# What you should do:
Could you restate word for word every line of the records below, from the first one to the one holding "same length. The"?

Collected data entries
******************************
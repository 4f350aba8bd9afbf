// SPDX-License-Identifier: Apache-2.0
// Copyright (c) 2025 Au-Zone Technologies. All Rights Reserved.

//! Columnar point storage and frame assembly.
//!
//! Points are stored in a structure-of-arrays layout: every attribute has
//! its own vector and all vectors share the same length. The
//! [`FrameBuilder`] owns the columns of the frame in progress and hands
//! them to the caller as an immutable [`Frame`] on split, replacing them
//! with freshly reserved columns.
//!
//! # Example
//!
//! ```
//! use edgefirst_velodyne::buffer::FrameBuilder;
//! use edgefirst_velodyne::frame::{FrameInfo, Point};
//!
//! let mut builder = FrameBuilder::new(1024);
//! builder.begin(FrameInfo::default());
//! builder.points_mut().push(Point { x: 1.0, ..Default::default() });
//!
//! let frame = builder.finalize(0.0);
//! assert_eq!(frame.len(), 1);
//! assert_eq!(frame.x()[0], 1.0);
//! assert!(builder.is_empty());
//! ```

use crate::{
    dual_return::DualFlags,
    frame::{Frame, FrameInfo, Point},
};

/// Parallel point attribute arrays.
#[derive(Debug, Clone, Default, PartialEq)]
pub struct PointColumns {
    x: Vec<f64>,
    y: Vec<f64>,
    z: Vec<f64>,
    intensity: Vec<u8>,
    laser_id: Vec<u8>,
    raw_laser_id: Vec<u8>,
    azimuth: Vec<u16>,
    distance: Vec<f64>,
    distance_raw: Vec<u16>,
    vertical_angle: Vec<f64>,
    timestamp: Vec<f64>,
    raw_time: Vec<u32>,
    flags: Vec<DualFlags>,
    dual_partner: Vec<Option<usize>>,
}

impl PointColumns {
    /// Reserve room for `capacity` points in every column.
    ///
    /// Columns grow past the reservation if a frame is larger.
    pub fn with_capacity(capacity: usize) -> Self {
        Self {
            x: Vec::with_capacity(capacity),
            y: Vec::with_capacity(capacity),
            z: Vec::with_capacity(capacity),
            intensity: Vec::with_capacity(capacity),
            laser_id: Vec::with_capacity(capacity),
            raw_laser_id: Vec::with_capacity(capacity),
            azimuth: Vec::with_capacity(capacity),
            distance: Vec::with_capacity(capacity),
            distance_raw: Vec::with_capacity(capacity),
            vertical_angle: Vec::with_capacity(capacity),
            timestamp: Vec::with_capacity(capacity),
            raw_time: Vec::with_capacity(capacity),
            flags: Vec::with_capacity(capacity),
            dual_partner: Vec::with_capacity(capacity),
        }
    }

    #[inline]
    pub fn len(&self) -> usize {
        self.x.len()
    }

    #[inline]
    pub fn is_empty(&self) -> bool {
        self.x.is_empty()
    }

    #[inline]
    pub fn capacity(&self) -> usize {
        self.x.capacity()
    }

    /// Clear all points while retaining capacity
    pub fn clear(&mut self) {
        self.x.clear();
        self.y.clear();
        self.z.clear();
        self.intensity.clear();
        self.laser_id.clear();
        self.raw_laser_id.clear();
        self.azimuth.clear();
        self.distance.clear();
        self.distance_raw.clear();
        self.vertical_angle.clear();
        self.timestamp.clear();
        self.raw_time.clear();
        self.flags.clear();
        self.dual_partner.clear();
    }

    /// Append a point, returning its index.
    #[inline]
    pub fn push(&mut self, point: Point) -> usize {
        let index = self.len();
        self.x.push(point.x);
        self.y.push(point.y);
        self.z.push(point.z);
        self.intensity.push(point.intensity);
        self.laser_id.push(point.laser_id);
        self.raw_laser_id.push(point.raw_laser_id);
        self.azimuth.push(point.azimuth);
        self.distance.push(point.distance);
        self.distance_raw.push(point.distance_raw);
        self.vertical_angle.push(point.vertical_angle);
        self.timestamp.push(point.timestamp);
        self.raw_time.push(point.raw_time);
        self.flags.push(point.flags);
        self.dual_partner.push(point.dual_partner);
        index
    }

    pub fn set_flags(&mut self, index: usize, flags: DualFlags) {
        self.flags[index] = flags;
    }

    /// Record `a` and `b` as the two returns of a dual pair.
    pub fn link(&mut self, a: usize, b: usize) {
        self.dual_partner[a] = Some(b);
        self.dual_partner[b] = Some(a);
    }

    /// Row view of point `index`.
    pub fn point(&self, index: usize) -> Option<Point> {
        if index >= self.len() {
            return None;
        }
        Some(Point {
            x: self.x[index],
            y: self.y[index],
            z: self.z[index],
            intensity: self.intensity[index],
            laser_id: self.laser_id[index],
            raw_laser_id: self.raw_laser_id[index],
            azimuth: self.azimuth[index],
            distance: self.distance[index],
            distance_raw: self.distance_raw[index],
            vertical_angle: self.vertical_angle[index],
            timestamp: self.timestamp[index],
            raw_time: self.raw_time[index],
            flags: self.flags[index],
            dual_partner: self.dual_partner[index],
        })
    }

    pub fn iter(&self) -> impl Iterator<Item = Point> + '_ {
        (0..self.len()).filter_map(move |i| self.point(i))
    }

    #[inline]
    pub fn x(&self) -> &[f64] {
        &self.x
    }

    #[inline]
    pub fn y(&self) -> &[f64] {
        &self.y
    }

    #[inline]
    pub fn z(&self) -> &[f64] {
        &self.z
    }

    #[inline]
    pub fn intensity(&self) -> &[u8] {
        &self.intensity
    }

    #[inline]
    pub fn laser_id(&self) -> &[u8] {
        &self.laser_id
    }

    #[inline]
    pub fn raw_laser_id(&self) -> &[u8] {
        &self.raw_laser_id
    }

    /// Corrected azimuths, hundredths of a degree
    #[inline]
    pub fn azimuth(&self) -> &[u16] {
        &self.azimuth
    }

    /// Corrected distances, meters
    #[inline]
    pub fn distance(&self) -> &[f64] {
        &self.distance
    }

    #[inline]
    pub fn distance_raw(&self) -> &[u16] {
        &self.distance_raw
    }

    #[inline]
    pub fn vertical_angle(&self) -> &[f64] {
        &self.vertical_angle
    }

    /// Absolute timestamps, seconds
    #[inline]
    pub fn timestamp(&self) -> &[f64] {
        &self.timestamp
    }

    #[inline]
    pub fn raw_time(&self) -> &[u32] {
        &self.raw_time
    }

    #[inline]
    pub fn flags(&self) -> &[DualFlags] {
        &self.flags
    }

    #[inline]
    pub fn dual_partner(&self) -> &[Option<usize>] {
        &self.dual_partner
    }

    /// -1 near, 1 far, 0 unclassified, per point
    pub fn distance_flags(&self) -> impl Iterator<Item = i8> + '_ {
        self.flags.iter().map(|f| f.distance_flag())
    }

    /// 1 high, -1 low, 0 unclassified, per point
    pub fn intensity_flags(&self) -> impl Iterator<Item = i8> + '_ {
        self.flags.iter().map(|f| f.intensity_flag())
    }
}

/// Owner of the frame in progress.
#[derive(Debug)]
pub struct FrameBuilder {
    points: PointColumns,
    reserve: usize,
    next_frame_id: u32,
    info: Option<FrameInfo>,
}

impl FrameBuilder {
    /// `reserve` is the typical points-per-frame reservation.
    pub fn new(reserve: usize) -> Self {
        Self {
            points: PointColumns::with_capacity(reserve),
            reserve,
            next_frame_id: 0,
            info: None,
        }
    }

    /// Record where the frame in progress starts. Ignored once set.
    pub fn begin(&mut self, info: FrameInfo) {
        if self.info.is_none() {
            self.info = Some(info);
        }
    }

    pub fn is_started(&self) -> bool {
        self.info.is_some()
    }

    #[inline]
    pub fn points(&self) -> &PointColumns {
        &self.points
    }

    #[inline]
    pub fn points_mut(&mut self) -> &mut PointColumns {
        &mut self.points
    }

    pub fn len(&self) -> usize {
        self.points.len()
    }

    pub fn is_empty(&self) -> bool {
        self.points.is_empty()
    }

    /// Sequence number the next finalized frame will carry.
    pub fn next_frame_id(&self) -> u32 {
        self.next_frame_id
    }

    /// Hand the accumulated points over as a [`Frame`] and start afresh.
    pub fn finalize(&mut self, rpm: f64) -> Frame {
        let points = std::mem::replace(&mut self.points, PointColumns::with_capacity(self.reserve));
        let info = self.info.take().unwrap_or_default();
        let frame = Frame::new(self.next_frame_id, info, rpm, points);
        self.next_frame_id = self.next_frame_id.wrapping_add(1);
        frame
    }

    /// Drop the frame in progress without emitting it.
    pub fn discard(&mut self) {
        self.points.clear();
        self.info = None;
    }

    /// Drop the frame in progress and restart numbering.
    pub fn reset(&mut self) {
        self.discard();
        self.next_frame_id = 0;
    }
}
******************************
# Exercise response:
repository 4f350aba8bd9afbf
// SPDX-License-Identifier: Apache-2.0
// Copyright (c) 2025 Au-Zone Technologies. All Rights Reserved.

//! Columnar point storage and frame assembly.
//!
//! Points are stored in a structure-of-arrays layout: every attribute has
//! its own vector and all vectors share the same length. The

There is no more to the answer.